John Nolan has done it again! Nolan is the writer and director for the very successful dinner theatre production, ‘The Idaho Kid at the Waverly’ presented by the Tommy Douglas Performing Arts Centre at the King George Hotel in Weyburn.
“Our history defines us as a people. We must honour it if we are to appreciate our ancestry and heritage,” states Nolan. With humour, song and acting that is exactly what the ‘Idaho Kid at the Waverly’ accomplishes. It brings to life issues of the day and speaks to the role of women during the era in which it is set.
The Idaho Kid is young cowboy who comes to Weyburn to have some fun and stir things up a little. His sidekick and wife accompany him. He is bold as brass and has a wandering eye – which lands him in trouble with more than one character.
The story is set in the time when “temperance women” were actively pointing out the temptation of alcohol. Led by an outspoken, stalwart woman, the group sang their way through the production, giving new life to old time hymns such as, ‘Onward Christian Soldiers’. What the women lacked in singing ability was more than made up for in the passion with which they sang. They kept the audience amused with their vocal range and facial expressions.
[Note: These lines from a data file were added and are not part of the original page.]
//! Implementations for the MotionSeq state structure

// ---------------------------------------------------------------------------
// IMPORTS
// ---------------------------------------------------------------------------

// External
use log::{debug, trace, warn};

// Internal
use super::{GripAction, MotionRequest, MotionSeqError, MotionSeqParams, Phase};
use crate::pose_table::{GripAngles, Pose, PoseTable};
use comms_if::eqpt::arm::{ArmDriver, JointDem};
use util::time::Cooldown;

// ---------------------------------------------------------------------------
// DATA STRUCTURES
// ---------------------------------------------------------------------------

/// Motion sequencer state
#[derive(Debug)]
pub struct MotionSeq {
    params: MotionSeqParams,

    /// The motion in progress, `None` when idle
    current: Option<ActiveMotion>,

    /// Gate between two joint commands
    cmd_gate: Cooldown,

    /// Number of requests completed since creation
    num_completed: u64,
}

/// A request resolved against its pose table.
#[derive(Debug)]
struct ActiveMotion {
    request: MotionRequest,

    plan: Vec<Phase>,

    /// Index of the current phase in the plan
    index: usize,

    /// Pose the grab happens at
    source: Pose,

    /// Pose of the release or reach target
    target: Pose,

    grip_action: Option<GripAction>,

    grip: GripAngles,

    /// Consecutive rejected attempts at the current phase
    attempts: u32,
}

// ---------------------------------------------------------------------------
// IMPLEMENTATIONS
// ---------------------------------------------------------------------------

impl MotionSeq {
    pub fn new(params: MotionSeqParams) -> Self {
        Self {
            cmd_gate: Cooldown::new(params.cooldown_s),
            params,
            current: None,
            num_completed: 0,
        }
    }

    /// Start a new motion.
    ///
    /// Slots in the request are resolved against `table`. Only valid when no motion is in
    /// progress.
    pub fn start(
        &mut self,
        request: MotionRequest,
        table: &PoseTable,
    ) -> Result<(), MotionSeqError> {
        if self.is_busy() {
            return Err(MotionSeqError::Busy);
        }

        let (source, target, grip_action) = match request {
            MotionRequest::Transfer { from, to } => {
                (table.resolve(from), table.resolve(to), None)
            }
            MotionRequest::Reach { target, grip } => (target, target, grip),
        };

        debug!("New motion {:?}", request);

        self.current = Some(ActiveMotion {
            plan: request.plan(),
            request,
            index: 0,
            source,
            target,
            grip_action,
            grip: table.grip,
            attempts: 0,
        });

        Ok(())
    }

    /// Perform one cycle of the sequencer.
    ///
    /// Issues at most one joint command. Returns `true` on the cycle the motion completes,
    /// `false` otherwise (including when idle or while the command cooldown is running).
    pub fn tick(&mut self, now_s: f64, arm: &mut dyn ArmDriver) -> bool {
        let motion = match self.current {
            Some(ref mut m) => m,
            None => return false,
        };

        if !self.cmd_gate.try_trigger(now_s) {
            return false;
        }

        let phase = motion.plan[motion.index];
        let dem = match motion.dem(phase, &self.params) {
            Some(d) => d,
            None => return false,
        };

        match arm.send_joint_dem(dem) {
            Ok(()) => {
                trace!("{:?} accepted: {}", phase, dem);
                motion.attempts = 0;
                motion.index += 1;
            }
            Err(e) => {
                motion.attempts += 1;
                warn!(
                    "Joint command for {:?} failed ({}), will retry (attempt {})",
                    phase, e, motion.attempts
                );
                return false;
            }
        }

        if motion.index >= motion.plan.len() {
            debug!("Motion {:?} complete", motion.request);
            self.current = None;
            self.num_completed += 1;
            true
        } else {
            false
        }
    }

    /// True if a motion is in progress.
    pub fn is_busy(&self) -> bool {
        self.current.is_some()
    }

    /// The current phase, `Complete` when idle.
    pub fn phase(&self) -> Phase {
        match self.current {
            Some(ref m) => m.plan[m.index],
            None => Phase::Complete,
        }
    }

    /// Number of consecutive rejected commands in the current phase.
    pub fn attempts(&self) -> u32 {
        self.current.as_ref().map(|m| m.attempts).unwrap_or(0)
    }

    /// The request in progress.
    pub fn request(&self) -> Option<MotionRequest> {
        self.current.as_ref().map(|m| m.request)
    }

    /// Number of motions completed since creation.
    pub fn num_completed(&self) -> u64 {
        self.num_completed
    }
}

impl Default for MotionSeq {
    fn default() -> Self {
        Self::new(MotionSeqParams::default())
    }
}

impl ActiveMotion {
    /// Build the joint demand for a phase of this motion.
    fn dem(&self, phase: Phase, params: &MotionSeqParams) -> Option<JointDem> {
        use Phase::*;

        let src = &self.source;
        let tgt = &self.target;

        let angle_deg = match phase {
            GrabOpenGrip | ReleaseOpenGrip => self.grip.open_deg,
            GrabCloseGrip => self.grip.closed_deg,
            GrabShoulderSafe | ReleaseShoulderSafe | ReachShoulderSafe => params.safe_shoulder_deg,
            GrabBase => src.base,
            GrabWrist => src.wrist,
            GrabElbow => src.elbow,
            GrabShoulder => src.shoulder,

            ReleaseElbowInterim => params.release_elbow_interim_deg,
            ReleaseBase | ReachBase => tgt.base,
            ReleaseWristInterim => params.release_wrist_interim_deg,
            ReleaseElbow | ReachElbow => tgt.elbow,
            ReleaseWristMid => params.release_wrist_mid_deg(tgt.wrist),
            ReleaseShoulderLift => tgt.shoulder + params.release_shoulder_lift_deg,
            ReleaseWrist | ReachWrist => tgt.wrist,
            ReleaseShoulder | ReachShoulder => tgt.shoulder,

            ReachGrip => match self.grip_action {
                Some(GripAction::Open) => self.grip.open_deg,
                Some(GripAction::Close) => self.grip.closed_deg,
                None => return None,
            },

            Complete => return None,
        };

        let joint = phase.joint()?;

        Some(JointDem {
            joint,
            angle_deg,
            overshoot_deg: params.overshoot.for_joint(joint),
        })
    }
}

// ---------------------------------------------------------------------------
// TESTS
// ---------------------------------------------------------------------------

#[cfg(test)]
mod test {
    use super::super::{GRAB_PHASES, RELEASE_PHASES};
    use super::*;
    use crate::{pose_table::Slot, sim::SimArm};
    use comms_if::eqpt::arm::JointId;

    /// Time between two ticks in the tests, longer than the default cooldown.
    const TICK_S: f64 = 0.25;

    fn table() -> PoseTable {
        let mut t = PoseTable::with_home(
            Pose::new(90, 90, 90, 90),
            GripAngles {
                open_deg: 110,
                closed_deg: 80,
            },
        );
        t.cells = vec![Pose::new(122, 13, 70, 41), Pose::new(110, 12, 70, 40)];
        t.stack = vec![Pose::new(79, 23, 86, 37)];
        t.output = vec![Pose::new(60, 40, 100, 50)];
        t
    }

    /// Tick the sequencer until it completes, returning the phases seen at each tick.
    fn run(seq: &mut MotionSeq, arm: &mut SimArm, start_s: f64) -> (Vec<Phase>, f64) {
        let mut phases = vec![];
        let mut t = start_s;
        loop {
            phases.push(seq.phase());
            let done = seq.tick(t, arm);
            t += TICK_S;
            if done {
                return (phases, t);
            }
            assert!(phases.len() < 1000, "motion never completed");
        }
    }

    #[test]
    fn test_transfer_all_succeed() {
        let table = table();

        for (from, to) in [
            (Slot::Stack(0), Slot::Cell(0)),
            (Slot::Cell(1), Slot::Cell(0)),
            (Slot::Cell(0), Slot::Output(0)),
        ]
        .iter()
        {
            let mut seq = MotionSeq::default();
            let mut arm = SimArm::default();

            seq.start(
                MotionRequest::Transfer {
                    from: *from,
                    to: *to,
                },
                &table,
            )
            .unwrap();

            let (phases, _) = run(&mut seq, &mut arm, 0.0);

            // Every phase is visited exactly once, in order
            let expected: Vec<Phase> = MotionRequest::Transfer {
                from: *from,
                to: *to,
            }
            .plan();
            assert_eq!(phases, expected);
            assert_eq!(arm.history.len(), expected.len());
            assert_eq!(seq.phase(), Phase::Complete);
            assert!(!seq.is_busy());
            assert_eq!(seq.num_completed(), 1);
        }
    }

    #[test]
    fn test_transfer_dems() {
        let table = table();
        let mut seq = MotionSeq::default();
        let mut arm = SimArm::default();

        seq.start(
            MotionRequest::Transfer {
                from: Slot::Stack(0),
                to: Slot::Cell(0),
            },
            &table,
        )
        .unwrap();
        run(&mut seq, &mut arm, 0.0);

        let dems: Vec<(JointId, i32, i32)> = arm
            .history
            .iter()
            .map(|d| (d.joint, d.angle_deg, d.overshoot_deg))
            .collect();

        assert_eq!(dems.len(), GRAB_PHASES.len() + RELEASE_PHASES.len());
        assert_eq!(
            &dems[..7],
            &[
                (JointId::Grip, 110, 0),
                (JointId::Shoulder, 90, 10),
                (JointId::Base, 79, 0),
                (JointId::Wrist, 37, 4),
                (JointId::Elbow, 86, 0),
                (JointId::Shoulder, 23, 10),
                (JointId::Grip, 80, 0),
            ]
        );
        assert_eq!(dems[9], (JointId::Base, 122, 0));
        assert_eq!(dems[12], (JointId::Wrist, 65, 4));
        assert_eq!(dems[13], (JointId::Shoulder, 23, 10));
        assert_eq!(dems[16], (JointId::Grip, 110, 0));
    }

    #[test]
    fn test_release_wrist_mid() {
        let table = table();
        let transfer = MotionRequest::Transfer {
            from: Slot::Stack(0),
            to: Slot::Cell(0),
        };
        let mid_index = transfer
            .plan()
            .iter()
            .position(|p| *p == Phase::ReleaseWristMid)
            .unwrap();

        // Fully blended towards the release pose
        let mut seq = MotionSeq::new(MotionSeqParams {
            release_wrist_mid_blend: 1.0,
            ..Default::default()
        });
        let mut arm = SimArm::default();
        seq.start(transfer, &table).unwrap();
        run(&mut seq, &mut arm, 0.0);
        assert_eq!(arm.history[mid_index].joint, JointId::Wrist);
        assert_eq!(arm.history[mid_index].angle_deg, 41);

        // Held at the interim angle
        let params = MotionSeqParams {
            release_wrist_mid_blend: 0.0,
            ..Default::default()
        };
        assert_eq!(params.release_wrist_mid_deg(41), 90);
        assert_eq!(MotionSeqParams::default().release_wrist_mid_deg(41), 65);
    }

    #[test]
    fn test_retry_after_failures() {
        let table = table();

        for n in 0..4 {
            let mut seq = MotionSeq::default();
            let mut arm = SimArm::default();

            seq.start(
                MotionRequest::Reach {
                    target: table.home,
                    grip: None,
                },
                &table,
            )
            .unwrap();

            // Advance to the third phase
            let mut t = 0.0;
            for _ in 0..2 {
                assert!(!seq.tick(t, &mut arm));
                t += TICK_S;
            }
            let phase = seq.phase();
            assert_eq!(phase, Phase::ReachWrist);

            // Reject the next n commands
            arm.fail_next(n);
            for i in 0..n {
                assert!(!seq.tick(t, &mut arm));
                assert_eq!(seq.phase(), phase);
                assert_eq!(seq.attempts(), i + 1);
                t += TICK_S;
            }

            // The n+1th attempt succeeds
            assert!(!seq.tick(t, &mut arm));
            assert_eq!(seq.phase(), Phase::ReachElbow);
            assert_eq!(seq.attempts(), 0);
            assert_eq!(arm.num_rejected as u32, n);
        }
    }

    #[test]
    fn test_cooldown_gating() {
        let table = table();
        let mut seq = MotionSeq::default();
        let mut arm = SimArm::default();

        seq.start(
            MotionRequest::Reach {
                target: table.home,
                grip: Some(GripAction::Open),
            },
            &table,
        )
        .unwrap();

        assert!(!seq.tick(0.0, &mut arm));
        assert_eq!(arm.history.len(), 1);

        // Within the cooldown nothing is sent
        assert!(!seq.tick(0.1, &mut arm));
        assert!(!seq.tick(0.15, &mut arm));
        assert_eq!(arm.history.len(), 1);
        assert_eq!(seq.phase(), Phase::ReachBase);

        assert!(!seq.tick(0.25, &mut arm));
        assert_eq!(arm.history.len(), 2);
    }

    #[test]
    fn test_busy_and_idle() {
        let table = table();
        let mut seq = MotionSeq::default();
        let mut arm = SimArm::default();

        // Idle ticks do nothing
        assert!(!seq.tick(0.0, &mut arm));
        assert!(arm.history.is_empty());

        let req = MotionRequest::Reach {
            target: table.home,
            grip: None,
        };
        seq.start(req, &table).unwrap();
        assert_eq!(seq.start(req, &table), Err(MotionSeqError::Busy));

        let (_, t) = run(&mut seq, &mut arm, 0.0);
        assert!(!seq.tick(t, &mut arm));
        assert!(seq.start(req, &table).is_ok());
    }
}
At the local drinking establishment, the Waverly, ladies of questionable moral background were also under fire from the temperance women. Local politicians soon gave in to pressure and informed the owner, a woman, a lock would be placed on the door. As a woman, the owner had no voice and no vote.
In the meantime, the Idaho Kid enjoys the company of the ladies from the Waverly and the entertainment at the bar. A cowboy on horseback (on a live horse) enters the establishment and sings to patrons and women.
The play continues with set changes and the introduction of various characters from the era, including a travelling preacher who holds a ‘meeting’. All the characters attend and are enthralled by the message that Reverend Tobias Fitzgerald delivers. His preaching and specially made elixir manages to cure a young man inflicted with pain from drinking.
The temperance women are captivated by the good reverend and liberally purchase and sample his elixir. Their hymn singing becomes quite comic as they feel the effect of the ‘medicine’.
A singing postman, three town drunks, the NWMP and other characters round out the production. The girls from the Waverly end the performance with a rousing cancan dance.
The Idaho Kid at the Waverly played to a sold out crowd for its six performances, with a substantial waiting list for last minute tickets. The performances took place in the historic King George Hotel, Weyburn, built in 1898. It was the perfect venue for the tale.
The evening began with a meal prepared in-house by Fitzgerald’s Pub and Grill. Three cheese cauliflower and red pepper soup, a mixed greens and strawberry salad and the main course, a choice of Rib-eye steak, chicken cordon blue or poached salmon, accompanied by a stuffed baked potato and grilled zucchini and carrots were served. Beverages of choice were also available.
There was solid support given by business sponsors of Weyburn, the cast and crew, government agencies and many others working together that made the theatrical event possible.
Hotel owner, Dustin McFadden was enthusiastic about the production, saying, “It’s great. I love it. We need to be trying new ideas. I don’t think there has been a dinner theatre held in a bar anywhere in the area.”
The talented actors and creative crew took on the challenge of bringing to life characters that lived in historical fact, and represented real people who existed during that era.
Watch for more productions by the Tommy Douglas Performing Arts Centre in the future. Be sure to get your tickets early, as they will surely go fast!